The pillar planting was inspired by the under-canopy of the Waitakere Ranges where Chamberlain grew up. “We’ve been able to combine NZ natives, like climbing rata (Metrosideros perforate), Asplenium Obtusatum, Microsorum Scandens and astelias so the seven columns, right in the city, remind people of the plants that grow up tree trunks in the bush,” Chamberlain says.
SKYCITY Auckland General Manager John Mortensen says the green wall will make a fantastic addition to Federal Street, which is used by more than 5,000 pedestrians each day.
“The streetscape will complement SKYCITY’s world-class offering in New Zealand’s largest city which includes the Sky Tower and casino, two award-winning hotels, a convention centre and a theatre. Our support of this project really marks our commitment to the city,” says Mr Mortensen.

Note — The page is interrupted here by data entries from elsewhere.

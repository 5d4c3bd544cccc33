//! Segment every message of a corpus and print the fields.
//!
//! Usage: segment_corpus [--verbose|-v] [--align] [--sigma=<f>] [--dump=<path>] <corpus>
//!
//! `<corpus>` is a pcap/pcapng capture (UDP payloads) or a hex text file, one message per
//! line. `RUST_LOG` overrides the log filter.

use protoseg::dump::{format_alignments, format_message};
use protoseg::{load_corpus, Aligner, Config, ParsedMessage, Segmenter};
use std::collections::BTreeMap;
use std::fs::File;
use std::io::Write;
use std::path::PathBuf;
use tracing_subscriber::prelude::*;

fn take_flag(args: &mut Vec<String>, names: &[&str]) -> bool {
    match args.iter().position(|a| names.contains(&a.as_str())) {
        Some(pos) => {
            args.remove(pos);
            true
        }
        None => false,
    }
}

fn take_value(args: &mut Vec<String>, prefix: &str) -> Option<String> {
    let pos = args.iter().position(|a| a.starts_with(prefix))?;
    let arg = args.remove(pos);
    arg.strip_prefix(prefix).map(str::to_string)
}

/// Log filter used when `RUST_LOG` is not set.
fn default_filter(verbose: bool) -> &'static str {
    if verbose {
        "protoseg=debug,segment_corpus=debug,warn"
    } else {
        "protoseg=info,segment_corpus=info,warn"
    }
}

fn main() -> anyhow::Result<()> {
    let mut raw_args: Vec<String> = std::env::args().skip(1).collect();
    let verbose = take_flag(&mut raw_args, &["--verbose", "-v"]);
    let with_alignment = take_flag(&mut raw_args, &["--align"]);
    let sigma: Option<f64> = take_value(&mut raw_args, "--sigma=")
        .map(|s| s.parse::<f64>())
        .transpose()
        .map_err(|e| anyhow::anyhow!("--sigma: {}", e))?;
    let dump_path: Option<PathBuf> = take_value(&mut raw_args, "--dump=").map(PathBuf::from);
    let corpus_path: PathBuf = raw_args
        .into_iter()
        .next()
        .map(PathBuf::from)
        .ok_or_else(|| anyhow::anyhow!("usage: segment_corpus [--verbose] [--align] [--sigma=<f>] [--dump=<path>] <corpus>"))?;

    tracing_subscriber::registry()
        .with(tracing_subscriber::EnvFilter::try_from_default_env().unwrap_or_else(|_| default_filter(verbose).into()))
        .with(tracing_subscriber::fmt::layer().with_writer(std::io::stderr))
        .init();

    let mut config = Config::default();
    if let Some(sigma) = sigma {
        anyhow::ensure!(sigma > 0.0, "--sigma must be positive");
        config = config.with_sigma(sigma);
    }

    let messages = load_corpus(&corpus_path)?;
    tracing::info!(path = %corpus_path.display(), messages = messages.len(), "loaded corpus");

    let segmenter = Segmenter::new(config.clone());
    let parsed: Vec<ParsedMessage> = messages.iter().map(|m| segmenter.segment(&m.bytes, m.id)).collect();
    let refined = segmenter.refine_across_corpus(&parsed);

    let mut out: Box<dyn Write> = match &dump_path {
        Some(p) => Box::new(File::create(p)?),
        None => Box::new(std::io::stdout()),
    };
    for msg in &refined {
        write!(out, "{}", format_message(msg))?;
    }

    if with_alignment {
        let by_id: BTreeMap<usize, ParsedMessage> = refined.into_iter().map(|m| (m.id, m)).collect();
        let aligned = Aligner::new(config).align(&by_id);
        tracing::info!(pairs = aligned.len(), "aligned segments");
        writeln!(out)?;
        write!(out, "{}", format_alignments(&aligned, &by_id))?;
    }
    out.flush()?;
    Ok(())
}

#[cfg(test)]
mod tests {
    use super::*;

    #[test]
    fn default_filter_covers_library_and_tool() {
        for verbose in [false, true] {
            let filter = default_filter(verbose);
            assert!(filter.contains("protoseg="), "{}", filter);
            assert!(filter.contains("segment_corpus="), "{}", filter);
            assert!(filter.parse::<tracing_subscriber::EnvFilter>().is_ok(), "{}", filter);
        }
        assert!(default_filter(true).contains("segment_corpus=debug"));
    }
}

The columns don’t just look like tree trunks; they’ve been designed to work like them from an ecological perspective. The top of the columns will be colonised by larger growing species that cover the column tops, and extend to the horizontal green wall above. Once established, these species will work like a tree canopy, with the plantings below reflecting natural epiphytic ecologies, with top, middle and lower canopy species, all arranged to suit light and wind exposure and the thickness, angle and length of the plants around them.
GreenAir, responsible for design, build, installation and maintenance of the green wall, used the leading international Fytowall system by Fytogreen, to ensure the living wall is supported by the best possible technology.
Auckland Council estimates the social cost from air pollution in the city to be $1.07 billion1 while studies show2 that in city streets bounded by buildings, careful placement of plants can reduce concentrations of nitrogen dioxide by up to 40 percent and of microscopic particulate matter by up to 60 percent.
Campbell-Reid says, “Council’s vision is to create the world’s most liveable city and one of the ways we’ll get there is through developing green infrastructure networks which incorporate ecological and biodiversity principles and enhance the city’s environmental sustainability. The green walls do exactly that.”